> **Material for this exercise**
____

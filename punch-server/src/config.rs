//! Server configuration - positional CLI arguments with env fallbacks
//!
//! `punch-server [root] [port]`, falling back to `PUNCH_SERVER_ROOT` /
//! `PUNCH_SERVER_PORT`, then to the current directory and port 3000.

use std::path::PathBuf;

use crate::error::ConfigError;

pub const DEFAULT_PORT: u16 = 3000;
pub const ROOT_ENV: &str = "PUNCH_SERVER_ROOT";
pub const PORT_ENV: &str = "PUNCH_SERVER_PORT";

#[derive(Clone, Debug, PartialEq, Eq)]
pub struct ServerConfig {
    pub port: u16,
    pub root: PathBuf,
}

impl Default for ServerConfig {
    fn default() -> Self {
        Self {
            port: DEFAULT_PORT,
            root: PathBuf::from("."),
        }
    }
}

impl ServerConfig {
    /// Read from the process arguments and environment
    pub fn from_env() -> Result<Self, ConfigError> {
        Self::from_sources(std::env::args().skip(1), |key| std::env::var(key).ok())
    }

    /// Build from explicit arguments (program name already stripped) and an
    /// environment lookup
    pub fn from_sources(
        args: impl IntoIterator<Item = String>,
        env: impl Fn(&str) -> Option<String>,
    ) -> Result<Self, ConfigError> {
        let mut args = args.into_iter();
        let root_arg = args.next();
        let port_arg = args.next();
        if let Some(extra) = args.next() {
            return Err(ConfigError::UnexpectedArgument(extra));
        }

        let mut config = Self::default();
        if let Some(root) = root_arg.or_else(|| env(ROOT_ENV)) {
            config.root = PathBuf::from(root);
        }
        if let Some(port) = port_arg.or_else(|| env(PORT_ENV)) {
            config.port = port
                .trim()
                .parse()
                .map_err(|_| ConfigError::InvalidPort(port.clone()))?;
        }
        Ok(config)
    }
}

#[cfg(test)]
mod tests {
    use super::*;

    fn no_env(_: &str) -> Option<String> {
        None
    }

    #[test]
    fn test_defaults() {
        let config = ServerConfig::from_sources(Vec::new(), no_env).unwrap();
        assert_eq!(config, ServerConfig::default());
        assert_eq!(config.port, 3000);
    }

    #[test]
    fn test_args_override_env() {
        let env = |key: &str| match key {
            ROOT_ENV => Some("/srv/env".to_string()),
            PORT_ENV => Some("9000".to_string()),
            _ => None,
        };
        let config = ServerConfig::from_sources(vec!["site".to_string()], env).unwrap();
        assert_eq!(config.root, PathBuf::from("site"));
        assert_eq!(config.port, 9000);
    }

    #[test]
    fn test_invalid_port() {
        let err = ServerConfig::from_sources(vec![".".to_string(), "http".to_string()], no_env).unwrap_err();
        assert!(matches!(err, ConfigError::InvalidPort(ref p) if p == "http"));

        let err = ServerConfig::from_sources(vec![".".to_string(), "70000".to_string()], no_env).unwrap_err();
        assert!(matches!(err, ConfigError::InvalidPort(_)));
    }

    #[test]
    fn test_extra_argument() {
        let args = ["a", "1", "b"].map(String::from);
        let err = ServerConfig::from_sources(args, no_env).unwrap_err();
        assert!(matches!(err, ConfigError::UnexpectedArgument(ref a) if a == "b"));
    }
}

____

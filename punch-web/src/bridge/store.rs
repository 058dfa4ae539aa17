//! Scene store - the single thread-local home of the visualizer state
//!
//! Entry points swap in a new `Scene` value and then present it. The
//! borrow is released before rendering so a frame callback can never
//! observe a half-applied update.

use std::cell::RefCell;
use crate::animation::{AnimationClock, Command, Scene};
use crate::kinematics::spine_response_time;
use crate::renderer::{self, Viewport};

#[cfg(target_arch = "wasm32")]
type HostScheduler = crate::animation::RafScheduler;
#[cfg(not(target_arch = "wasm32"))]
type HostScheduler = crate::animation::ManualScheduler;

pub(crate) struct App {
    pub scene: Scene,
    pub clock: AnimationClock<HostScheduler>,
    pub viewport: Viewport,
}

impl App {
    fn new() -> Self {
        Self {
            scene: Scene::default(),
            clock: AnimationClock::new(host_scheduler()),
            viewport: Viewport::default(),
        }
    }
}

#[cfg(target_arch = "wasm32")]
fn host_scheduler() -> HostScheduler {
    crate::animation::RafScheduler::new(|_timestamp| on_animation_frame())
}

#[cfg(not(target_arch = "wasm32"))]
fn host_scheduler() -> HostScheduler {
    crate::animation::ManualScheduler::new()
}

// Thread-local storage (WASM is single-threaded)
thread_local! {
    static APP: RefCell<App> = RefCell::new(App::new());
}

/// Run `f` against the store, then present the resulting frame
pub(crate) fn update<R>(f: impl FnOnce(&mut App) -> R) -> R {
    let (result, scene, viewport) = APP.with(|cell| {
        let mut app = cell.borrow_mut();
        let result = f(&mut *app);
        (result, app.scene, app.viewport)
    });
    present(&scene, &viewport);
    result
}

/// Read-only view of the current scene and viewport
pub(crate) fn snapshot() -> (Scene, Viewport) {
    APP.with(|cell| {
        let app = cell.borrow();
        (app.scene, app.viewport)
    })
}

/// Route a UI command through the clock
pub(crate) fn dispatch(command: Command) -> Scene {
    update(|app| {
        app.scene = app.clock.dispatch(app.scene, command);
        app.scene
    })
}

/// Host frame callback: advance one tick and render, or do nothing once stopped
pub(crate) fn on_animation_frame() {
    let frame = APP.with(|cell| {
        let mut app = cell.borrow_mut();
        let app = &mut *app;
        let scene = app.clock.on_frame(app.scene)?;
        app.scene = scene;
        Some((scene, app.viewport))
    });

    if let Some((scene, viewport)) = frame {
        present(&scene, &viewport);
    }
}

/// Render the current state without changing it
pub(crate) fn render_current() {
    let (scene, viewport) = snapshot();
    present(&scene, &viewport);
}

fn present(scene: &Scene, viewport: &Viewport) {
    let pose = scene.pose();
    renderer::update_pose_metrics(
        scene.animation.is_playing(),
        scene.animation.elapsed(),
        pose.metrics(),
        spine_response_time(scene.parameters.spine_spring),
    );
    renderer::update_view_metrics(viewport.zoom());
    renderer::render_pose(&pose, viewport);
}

____

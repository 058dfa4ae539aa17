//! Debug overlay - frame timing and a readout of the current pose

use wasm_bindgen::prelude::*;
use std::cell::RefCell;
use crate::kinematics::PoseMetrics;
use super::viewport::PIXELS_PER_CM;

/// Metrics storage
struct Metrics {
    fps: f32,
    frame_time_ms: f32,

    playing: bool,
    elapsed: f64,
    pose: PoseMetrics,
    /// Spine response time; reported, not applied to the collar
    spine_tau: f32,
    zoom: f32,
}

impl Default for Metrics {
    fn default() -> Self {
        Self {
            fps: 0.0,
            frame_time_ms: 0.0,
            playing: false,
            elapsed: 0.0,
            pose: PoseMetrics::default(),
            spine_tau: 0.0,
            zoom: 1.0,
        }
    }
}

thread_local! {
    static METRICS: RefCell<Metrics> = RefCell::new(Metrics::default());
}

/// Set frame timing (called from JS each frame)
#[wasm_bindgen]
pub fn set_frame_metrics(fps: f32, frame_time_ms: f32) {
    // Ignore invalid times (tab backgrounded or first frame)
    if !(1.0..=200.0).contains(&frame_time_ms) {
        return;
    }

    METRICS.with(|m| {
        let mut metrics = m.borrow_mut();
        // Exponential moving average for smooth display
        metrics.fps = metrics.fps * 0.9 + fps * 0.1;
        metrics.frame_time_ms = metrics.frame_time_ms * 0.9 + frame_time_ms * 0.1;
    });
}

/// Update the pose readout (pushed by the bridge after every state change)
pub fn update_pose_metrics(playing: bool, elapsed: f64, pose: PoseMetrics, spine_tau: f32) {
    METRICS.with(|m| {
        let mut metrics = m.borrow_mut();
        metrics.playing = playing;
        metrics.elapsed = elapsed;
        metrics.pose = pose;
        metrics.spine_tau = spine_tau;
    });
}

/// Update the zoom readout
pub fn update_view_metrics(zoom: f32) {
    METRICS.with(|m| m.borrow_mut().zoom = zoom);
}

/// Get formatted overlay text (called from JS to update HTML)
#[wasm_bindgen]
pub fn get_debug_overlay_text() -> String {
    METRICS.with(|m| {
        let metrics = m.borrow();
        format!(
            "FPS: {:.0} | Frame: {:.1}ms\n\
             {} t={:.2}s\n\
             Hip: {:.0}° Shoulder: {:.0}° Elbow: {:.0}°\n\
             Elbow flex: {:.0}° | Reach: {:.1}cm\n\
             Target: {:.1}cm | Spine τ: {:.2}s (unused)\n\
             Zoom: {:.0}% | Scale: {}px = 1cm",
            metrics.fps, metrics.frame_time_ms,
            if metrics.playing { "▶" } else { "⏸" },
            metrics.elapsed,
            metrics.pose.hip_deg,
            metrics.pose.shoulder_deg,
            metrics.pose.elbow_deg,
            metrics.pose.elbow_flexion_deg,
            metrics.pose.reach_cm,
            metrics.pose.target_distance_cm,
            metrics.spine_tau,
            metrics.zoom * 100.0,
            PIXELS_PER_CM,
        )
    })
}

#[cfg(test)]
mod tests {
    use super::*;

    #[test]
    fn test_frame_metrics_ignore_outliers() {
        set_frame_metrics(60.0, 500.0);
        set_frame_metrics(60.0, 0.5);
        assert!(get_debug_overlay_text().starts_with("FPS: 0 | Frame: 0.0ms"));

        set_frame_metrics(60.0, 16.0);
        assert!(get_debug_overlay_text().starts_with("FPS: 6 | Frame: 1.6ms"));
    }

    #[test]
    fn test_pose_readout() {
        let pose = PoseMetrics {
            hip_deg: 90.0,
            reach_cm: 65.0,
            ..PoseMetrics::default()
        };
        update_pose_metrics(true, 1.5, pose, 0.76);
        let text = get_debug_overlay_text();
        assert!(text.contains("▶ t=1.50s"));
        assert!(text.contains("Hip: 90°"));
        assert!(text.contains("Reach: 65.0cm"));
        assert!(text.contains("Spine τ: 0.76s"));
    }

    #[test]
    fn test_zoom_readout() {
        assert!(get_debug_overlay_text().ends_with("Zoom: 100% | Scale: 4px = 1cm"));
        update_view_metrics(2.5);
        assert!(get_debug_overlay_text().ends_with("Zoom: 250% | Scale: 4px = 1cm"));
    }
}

____

Please count the lines above that hold the string "Scale" and reply with the number alone.

> **Result of this exercise**
3